» **Problem to work on**
Copy out again, unchanged, the listing below from the line that has "filename src/core/backend.rs" through the line that has "pub struct BackendCommands".

» **Input records**
========

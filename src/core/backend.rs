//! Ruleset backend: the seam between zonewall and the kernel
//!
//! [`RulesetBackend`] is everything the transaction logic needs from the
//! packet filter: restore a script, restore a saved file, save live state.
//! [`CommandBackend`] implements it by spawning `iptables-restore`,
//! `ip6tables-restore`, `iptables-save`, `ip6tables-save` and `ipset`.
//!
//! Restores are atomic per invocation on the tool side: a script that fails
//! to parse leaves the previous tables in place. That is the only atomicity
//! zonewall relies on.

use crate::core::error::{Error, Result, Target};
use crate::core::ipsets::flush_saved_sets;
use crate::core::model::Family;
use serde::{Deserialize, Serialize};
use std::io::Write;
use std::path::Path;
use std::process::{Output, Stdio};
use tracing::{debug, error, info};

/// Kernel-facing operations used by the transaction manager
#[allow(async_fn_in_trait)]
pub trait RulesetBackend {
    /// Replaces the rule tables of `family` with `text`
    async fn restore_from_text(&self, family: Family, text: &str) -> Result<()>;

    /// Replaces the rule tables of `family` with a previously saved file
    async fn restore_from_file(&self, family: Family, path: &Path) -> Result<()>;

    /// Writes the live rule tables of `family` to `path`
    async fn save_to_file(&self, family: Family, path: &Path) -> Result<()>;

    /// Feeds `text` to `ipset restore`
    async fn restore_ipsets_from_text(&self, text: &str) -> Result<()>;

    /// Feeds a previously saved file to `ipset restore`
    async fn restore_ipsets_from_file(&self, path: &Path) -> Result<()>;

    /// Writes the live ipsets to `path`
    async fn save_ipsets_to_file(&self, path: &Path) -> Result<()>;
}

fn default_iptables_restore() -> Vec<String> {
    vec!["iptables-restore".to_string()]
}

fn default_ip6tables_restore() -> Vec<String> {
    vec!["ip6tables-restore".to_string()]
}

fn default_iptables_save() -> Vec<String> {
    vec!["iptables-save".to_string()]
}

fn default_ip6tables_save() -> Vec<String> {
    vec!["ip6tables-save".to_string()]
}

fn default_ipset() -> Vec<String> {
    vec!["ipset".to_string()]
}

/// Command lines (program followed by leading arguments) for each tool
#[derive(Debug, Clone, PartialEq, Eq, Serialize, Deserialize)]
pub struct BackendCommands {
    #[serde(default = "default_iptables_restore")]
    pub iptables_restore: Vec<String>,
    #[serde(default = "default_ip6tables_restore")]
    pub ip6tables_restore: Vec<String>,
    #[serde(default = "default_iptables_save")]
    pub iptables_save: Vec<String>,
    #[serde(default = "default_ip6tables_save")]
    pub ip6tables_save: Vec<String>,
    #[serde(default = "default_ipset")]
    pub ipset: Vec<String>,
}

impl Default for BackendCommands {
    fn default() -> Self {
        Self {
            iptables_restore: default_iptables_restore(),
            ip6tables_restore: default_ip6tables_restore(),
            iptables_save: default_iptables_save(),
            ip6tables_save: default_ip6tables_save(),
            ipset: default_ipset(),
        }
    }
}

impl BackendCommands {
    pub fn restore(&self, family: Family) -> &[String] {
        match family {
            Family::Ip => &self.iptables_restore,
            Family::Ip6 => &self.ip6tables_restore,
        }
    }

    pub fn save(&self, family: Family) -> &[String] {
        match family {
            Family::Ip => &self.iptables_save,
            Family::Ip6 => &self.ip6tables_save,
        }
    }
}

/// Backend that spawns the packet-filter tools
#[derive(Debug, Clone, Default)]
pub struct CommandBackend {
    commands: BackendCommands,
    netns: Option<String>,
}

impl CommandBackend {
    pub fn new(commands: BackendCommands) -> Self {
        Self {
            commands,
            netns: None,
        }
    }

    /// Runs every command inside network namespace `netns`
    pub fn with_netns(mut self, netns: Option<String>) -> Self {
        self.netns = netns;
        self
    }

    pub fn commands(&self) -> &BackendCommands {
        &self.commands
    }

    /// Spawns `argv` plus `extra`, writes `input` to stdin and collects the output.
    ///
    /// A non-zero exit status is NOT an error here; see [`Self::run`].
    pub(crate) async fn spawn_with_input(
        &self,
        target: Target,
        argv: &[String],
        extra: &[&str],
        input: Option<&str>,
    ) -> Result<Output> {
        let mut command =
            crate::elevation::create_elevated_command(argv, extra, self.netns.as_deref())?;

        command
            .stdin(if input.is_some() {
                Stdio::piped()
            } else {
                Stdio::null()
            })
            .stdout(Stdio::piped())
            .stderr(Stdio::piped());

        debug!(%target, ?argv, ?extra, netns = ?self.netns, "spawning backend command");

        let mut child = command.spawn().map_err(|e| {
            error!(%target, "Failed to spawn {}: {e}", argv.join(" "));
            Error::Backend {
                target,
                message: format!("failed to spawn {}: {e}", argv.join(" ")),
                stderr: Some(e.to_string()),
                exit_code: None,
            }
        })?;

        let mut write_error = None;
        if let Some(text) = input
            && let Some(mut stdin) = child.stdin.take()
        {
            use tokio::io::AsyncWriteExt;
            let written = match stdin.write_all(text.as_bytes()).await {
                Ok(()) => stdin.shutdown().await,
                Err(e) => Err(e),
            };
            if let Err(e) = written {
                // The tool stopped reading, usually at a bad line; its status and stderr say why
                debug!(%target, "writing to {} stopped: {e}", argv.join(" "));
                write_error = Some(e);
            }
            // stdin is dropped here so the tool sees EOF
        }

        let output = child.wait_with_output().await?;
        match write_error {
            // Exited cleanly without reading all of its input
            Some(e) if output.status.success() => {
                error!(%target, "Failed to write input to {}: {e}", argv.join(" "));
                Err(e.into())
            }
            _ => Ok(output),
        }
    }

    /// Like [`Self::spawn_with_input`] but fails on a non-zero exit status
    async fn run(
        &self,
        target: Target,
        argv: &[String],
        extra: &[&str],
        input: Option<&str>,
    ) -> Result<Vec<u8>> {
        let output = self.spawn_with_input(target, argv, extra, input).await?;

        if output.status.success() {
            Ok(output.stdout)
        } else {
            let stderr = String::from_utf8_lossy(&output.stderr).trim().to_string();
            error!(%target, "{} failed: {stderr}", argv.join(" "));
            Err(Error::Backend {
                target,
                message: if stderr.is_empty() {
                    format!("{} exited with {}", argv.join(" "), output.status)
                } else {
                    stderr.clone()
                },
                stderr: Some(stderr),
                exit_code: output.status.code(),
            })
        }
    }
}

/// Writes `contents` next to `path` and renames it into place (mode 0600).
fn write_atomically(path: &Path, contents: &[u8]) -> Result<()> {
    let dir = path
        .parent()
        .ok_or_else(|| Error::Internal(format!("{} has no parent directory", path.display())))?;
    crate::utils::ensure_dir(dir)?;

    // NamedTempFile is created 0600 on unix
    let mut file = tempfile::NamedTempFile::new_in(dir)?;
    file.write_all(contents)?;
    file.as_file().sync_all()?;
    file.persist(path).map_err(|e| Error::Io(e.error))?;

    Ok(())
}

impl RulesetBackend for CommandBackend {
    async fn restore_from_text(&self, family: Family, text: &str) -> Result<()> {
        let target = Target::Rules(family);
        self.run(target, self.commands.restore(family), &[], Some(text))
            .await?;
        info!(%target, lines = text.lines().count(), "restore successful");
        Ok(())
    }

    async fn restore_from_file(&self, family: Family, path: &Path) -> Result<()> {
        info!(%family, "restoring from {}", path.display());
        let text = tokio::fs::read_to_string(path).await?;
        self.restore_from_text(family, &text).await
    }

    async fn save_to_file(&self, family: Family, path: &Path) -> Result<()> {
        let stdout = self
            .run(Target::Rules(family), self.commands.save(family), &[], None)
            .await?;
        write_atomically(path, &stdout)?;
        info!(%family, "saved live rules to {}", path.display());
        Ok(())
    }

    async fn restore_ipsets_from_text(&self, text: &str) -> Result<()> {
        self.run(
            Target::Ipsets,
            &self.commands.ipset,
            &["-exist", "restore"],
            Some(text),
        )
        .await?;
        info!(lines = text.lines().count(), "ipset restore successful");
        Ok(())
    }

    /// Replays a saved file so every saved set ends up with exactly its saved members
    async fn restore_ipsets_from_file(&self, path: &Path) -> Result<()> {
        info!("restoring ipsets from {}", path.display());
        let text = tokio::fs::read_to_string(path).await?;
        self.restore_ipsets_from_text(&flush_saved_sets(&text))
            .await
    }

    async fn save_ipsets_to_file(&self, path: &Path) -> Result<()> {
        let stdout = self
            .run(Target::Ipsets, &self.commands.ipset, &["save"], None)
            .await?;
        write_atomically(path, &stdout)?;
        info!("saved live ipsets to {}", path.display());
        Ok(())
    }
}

========

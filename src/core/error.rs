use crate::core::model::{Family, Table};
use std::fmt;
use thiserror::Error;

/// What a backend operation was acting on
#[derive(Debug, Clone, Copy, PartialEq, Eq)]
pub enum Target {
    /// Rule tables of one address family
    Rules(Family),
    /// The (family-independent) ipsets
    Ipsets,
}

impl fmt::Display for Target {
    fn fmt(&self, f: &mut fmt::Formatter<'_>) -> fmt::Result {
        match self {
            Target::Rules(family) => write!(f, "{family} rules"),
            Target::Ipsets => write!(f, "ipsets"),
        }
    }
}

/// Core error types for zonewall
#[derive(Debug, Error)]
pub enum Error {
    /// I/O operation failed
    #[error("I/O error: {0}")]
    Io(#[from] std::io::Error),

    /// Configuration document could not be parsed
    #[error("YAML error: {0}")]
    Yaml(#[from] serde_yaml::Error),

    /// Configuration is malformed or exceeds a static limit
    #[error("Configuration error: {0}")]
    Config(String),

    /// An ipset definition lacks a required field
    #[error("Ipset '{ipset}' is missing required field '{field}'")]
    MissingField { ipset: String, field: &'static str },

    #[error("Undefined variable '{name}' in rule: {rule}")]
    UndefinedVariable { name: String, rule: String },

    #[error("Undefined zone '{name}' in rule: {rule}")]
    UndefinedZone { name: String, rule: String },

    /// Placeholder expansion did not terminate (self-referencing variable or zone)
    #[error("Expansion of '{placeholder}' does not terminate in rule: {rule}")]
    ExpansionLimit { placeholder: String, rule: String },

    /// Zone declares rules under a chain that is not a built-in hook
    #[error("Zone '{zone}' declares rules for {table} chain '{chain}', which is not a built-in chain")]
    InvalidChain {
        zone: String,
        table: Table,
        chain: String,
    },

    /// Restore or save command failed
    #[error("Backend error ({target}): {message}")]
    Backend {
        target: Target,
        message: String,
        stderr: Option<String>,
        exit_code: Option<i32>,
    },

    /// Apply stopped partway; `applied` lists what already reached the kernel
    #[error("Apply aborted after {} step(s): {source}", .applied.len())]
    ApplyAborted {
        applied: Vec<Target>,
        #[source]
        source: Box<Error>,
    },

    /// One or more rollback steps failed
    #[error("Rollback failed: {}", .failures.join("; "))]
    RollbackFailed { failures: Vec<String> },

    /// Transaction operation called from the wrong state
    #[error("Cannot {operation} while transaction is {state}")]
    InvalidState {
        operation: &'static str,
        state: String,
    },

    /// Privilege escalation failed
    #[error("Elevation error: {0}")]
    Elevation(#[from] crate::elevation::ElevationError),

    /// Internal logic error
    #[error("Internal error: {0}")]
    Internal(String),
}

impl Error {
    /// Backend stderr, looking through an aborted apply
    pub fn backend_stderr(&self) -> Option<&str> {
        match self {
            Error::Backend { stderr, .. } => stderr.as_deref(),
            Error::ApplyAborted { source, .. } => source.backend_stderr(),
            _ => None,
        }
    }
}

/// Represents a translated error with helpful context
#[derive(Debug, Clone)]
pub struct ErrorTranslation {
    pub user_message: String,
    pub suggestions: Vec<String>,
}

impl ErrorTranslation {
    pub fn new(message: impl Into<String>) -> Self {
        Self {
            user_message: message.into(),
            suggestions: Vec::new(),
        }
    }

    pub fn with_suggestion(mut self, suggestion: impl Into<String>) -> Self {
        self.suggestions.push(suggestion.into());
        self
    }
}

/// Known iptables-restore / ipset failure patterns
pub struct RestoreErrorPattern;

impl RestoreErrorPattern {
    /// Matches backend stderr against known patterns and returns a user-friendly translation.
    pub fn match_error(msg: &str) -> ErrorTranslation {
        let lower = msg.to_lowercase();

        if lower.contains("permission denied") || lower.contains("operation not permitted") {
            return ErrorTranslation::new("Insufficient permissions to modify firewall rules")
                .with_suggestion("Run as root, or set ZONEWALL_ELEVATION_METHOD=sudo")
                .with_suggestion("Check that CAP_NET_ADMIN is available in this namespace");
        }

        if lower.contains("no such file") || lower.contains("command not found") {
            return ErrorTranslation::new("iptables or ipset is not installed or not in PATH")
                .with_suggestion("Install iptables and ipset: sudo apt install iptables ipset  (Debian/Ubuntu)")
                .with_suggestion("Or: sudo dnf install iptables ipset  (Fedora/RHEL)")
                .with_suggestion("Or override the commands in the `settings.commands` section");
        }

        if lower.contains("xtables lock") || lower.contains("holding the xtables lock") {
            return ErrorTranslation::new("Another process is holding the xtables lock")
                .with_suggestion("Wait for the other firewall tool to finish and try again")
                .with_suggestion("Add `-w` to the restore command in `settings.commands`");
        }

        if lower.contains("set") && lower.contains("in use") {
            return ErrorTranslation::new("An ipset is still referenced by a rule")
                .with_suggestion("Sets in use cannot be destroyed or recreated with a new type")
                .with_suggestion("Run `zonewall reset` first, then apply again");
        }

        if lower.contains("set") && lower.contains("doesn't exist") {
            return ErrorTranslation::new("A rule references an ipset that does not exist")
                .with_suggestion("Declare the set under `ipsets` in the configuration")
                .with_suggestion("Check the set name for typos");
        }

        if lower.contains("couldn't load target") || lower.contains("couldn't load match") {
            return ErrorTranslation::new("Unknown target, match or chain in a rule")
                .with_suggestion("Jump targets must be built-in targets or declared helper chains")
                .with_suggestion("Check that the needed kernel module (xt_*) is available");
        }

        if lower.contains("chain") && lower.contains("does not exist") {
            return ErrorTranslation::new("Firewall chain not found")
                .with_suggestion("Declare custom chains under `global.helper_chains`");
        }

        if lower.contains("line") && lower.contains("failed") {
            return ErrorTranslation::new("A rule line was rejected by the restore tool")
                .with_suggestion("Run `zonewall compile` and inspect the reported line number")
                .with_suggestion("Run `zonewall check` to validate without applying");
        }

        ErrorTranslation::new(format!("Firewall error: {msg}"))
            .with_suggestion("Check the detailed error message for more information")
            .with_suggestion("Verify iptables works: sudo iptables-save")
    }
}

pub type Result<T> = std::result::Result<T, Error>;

========

» **Answer to this problem**
filename src/core/backend.rs
//! Ruleset backend: the seam between zonewall and the kernel
//!
//! [`RulesetBackend`] is everything the transaction logic needs from the
//! packet filter: restore a script, restore a saved file, save live state.
//! [`CommandBackend`] implements it by spawning `iptables-restore`,
//! `ip6tables-restore`, `iptables-save`, `ip6tables-save` and `ipset`.
//!
//! Restores are atomic per invocation on the tool side: a script that fails
//! to parse leaves the previous tables in place. That is the only atomicity
//! zonewall relies on.

use crate::core::error::{Error, Result, Target};
use crate::core::ipsets::flush_saved_sets;
use crate::core::model::Family;
use serde::{Deserialize, Serialize};
use std::io::Write;
use std::path::Path;
use std::process::{Output, Stdio};
use tracing::{debug, error, info};

/// Kernel-facing operations used by the transaction manager
#[allow(async_fn_in_trait)]
pub trait RulesetBackend {
    /// Replaces the rule tables of `family` with `text`
    async fn restore_from_text(&self, family: Family, text: &str) -> Result<()>;

    /// Replaces the rule tables of `family` with a previously saved file
    async fn restore_from_file(&self, family: Family, path: &Path) -> Result<()>;

    /// Writes the live rule tables of `family` to `path`
    async fn save_to_file(&self, family: Family, path: &Path) -> Result<()>;

    /// Feeds `text` to `ipset restore`
    async fn restore_ipsets_from_text(&self, text: &str) -> Result<()>;

    /// Feeds a previously saved file to `ipset restore`
    async fn restore_ipsets_from_file(&self, path: &Path) -> Result<()>;

    /// Writes the live ipsets to `path`
    async fn save_ipsets_to_file(&self, path: &Path) -> Result<()>;
}

fn default_iptables_restore() -> Vec<String> {
    vec!["iptables-restore".to_string()]
}

fn default_ip6tables_restore() -> Vec<String> {
    vec!["ip6tables-restore".to_string()]
}

fn default_iptables_save() -> Vec<String> {
    vec!["iptables-save".to_string()]
}

fn default_ip6tables_save() -> Vec<String> {
    vec!["ip6tables-save".to_string()]
}

fn default_ipset() -> Vec<String> {
    vec!["ipset".to_string()]
}

/// Command lines (program followed by leading arguments) for each tool
#[derive(Debug, Clone, PartialEq, Eq, Serialize, Deserialize)]
pub struct BackendCommands {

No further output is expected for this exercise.